**Data in this exercise:**

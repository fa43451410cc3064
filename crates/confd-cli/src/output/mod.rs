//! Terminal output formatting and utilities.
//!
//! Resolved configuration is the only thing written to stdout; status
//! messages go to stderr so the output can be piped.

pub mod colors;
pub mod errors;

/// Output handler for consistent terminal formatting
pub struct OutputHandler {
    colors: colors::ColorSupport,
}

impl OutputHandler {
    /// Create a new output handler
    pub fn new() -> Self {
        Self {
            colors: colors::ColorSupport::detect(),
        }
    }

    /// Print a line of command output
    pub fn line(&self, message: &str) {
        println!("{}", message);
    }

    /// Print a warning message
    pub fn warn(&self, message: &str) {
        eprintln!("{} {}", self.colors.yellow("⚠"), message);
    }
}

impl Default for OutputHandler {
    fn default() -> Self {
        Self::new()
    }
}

---

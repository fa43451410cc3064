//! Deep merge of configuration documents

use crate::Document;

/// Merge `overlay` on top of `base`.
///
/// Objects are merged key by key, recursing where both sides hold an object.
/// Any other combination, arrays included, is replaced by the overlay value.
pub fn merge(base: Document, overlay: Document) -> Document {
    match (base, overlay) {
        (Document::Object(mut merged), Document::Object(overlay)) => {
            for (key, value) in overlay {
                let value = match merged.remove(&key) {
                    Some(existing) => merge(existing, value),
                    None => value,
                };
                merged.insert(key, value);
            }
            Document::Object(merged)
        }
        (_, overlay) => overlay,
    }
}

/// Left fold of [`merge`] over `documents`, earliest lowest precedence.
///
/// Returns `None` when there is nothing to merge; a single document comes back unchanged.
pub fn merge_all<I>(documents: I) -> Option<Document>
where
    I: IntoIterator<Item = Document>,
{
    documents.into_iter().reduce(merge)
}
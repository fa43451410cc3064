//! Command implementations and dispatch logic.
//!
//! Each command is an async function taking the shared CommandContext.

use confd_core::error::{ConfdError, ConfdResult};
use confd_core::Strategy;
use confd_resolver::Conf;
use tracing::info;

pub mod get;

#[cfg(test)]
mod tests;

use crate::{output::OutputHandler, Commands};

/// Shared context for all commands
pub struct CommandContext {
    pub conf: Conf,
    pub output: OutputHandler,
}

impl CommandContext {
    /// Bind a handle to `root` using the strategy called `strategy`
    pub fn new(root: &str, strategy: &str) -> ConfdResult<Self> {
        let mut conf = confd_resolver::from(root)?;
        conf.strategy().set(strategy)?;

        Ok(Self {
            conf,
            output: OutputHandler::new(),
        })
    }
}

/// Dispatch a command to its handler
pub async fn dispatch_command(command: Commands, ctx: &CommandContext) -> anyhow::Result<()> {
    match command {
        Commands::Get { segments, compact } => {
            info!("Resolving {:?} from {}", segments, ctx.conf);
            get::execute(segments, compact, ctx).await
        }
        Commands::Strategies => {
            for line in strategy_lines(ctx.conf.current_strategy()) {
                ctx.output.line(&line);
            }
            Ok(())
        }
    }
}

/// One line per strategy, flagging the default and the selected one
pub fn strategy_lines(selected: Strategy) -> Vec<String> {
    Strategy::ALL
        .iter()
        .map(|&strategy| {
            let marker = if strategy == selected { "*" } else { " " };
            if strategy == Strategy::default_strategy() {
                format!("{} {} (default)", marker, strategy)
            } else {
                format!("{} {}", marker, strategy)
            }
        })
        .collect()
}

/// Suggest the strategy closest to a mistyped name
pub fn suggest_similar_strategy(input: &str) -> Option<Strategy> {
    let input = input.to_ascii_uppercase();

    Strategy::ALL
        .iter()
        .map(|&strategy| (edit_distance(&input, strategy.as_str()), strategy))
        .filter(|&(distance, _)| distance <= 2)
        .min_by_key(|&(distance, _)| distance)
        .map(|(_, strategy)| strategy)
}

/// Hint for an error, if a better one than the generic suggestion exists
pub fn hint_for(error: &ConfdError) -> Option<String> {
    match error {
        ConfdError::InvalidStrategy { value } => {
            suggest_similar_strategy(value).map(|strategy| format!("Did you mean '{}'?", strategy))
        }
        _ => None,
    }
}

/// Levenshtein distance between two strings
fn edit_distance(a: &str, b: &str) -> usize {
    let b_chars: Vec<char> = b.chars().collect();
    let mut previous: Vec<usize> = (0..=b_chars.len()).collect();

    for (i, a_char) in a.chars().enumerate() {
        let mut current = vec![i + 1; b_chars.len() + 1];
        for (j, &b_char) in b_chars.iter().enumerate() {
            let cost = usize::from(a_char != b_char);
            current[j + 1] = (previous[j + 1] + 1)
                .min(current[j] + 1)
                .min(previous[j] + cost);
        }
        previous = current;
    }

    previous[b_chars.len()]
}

**Task to complete:**
Report the number of lines in the records above that contain "segments", with no other text.

**Solution to the problem:**
3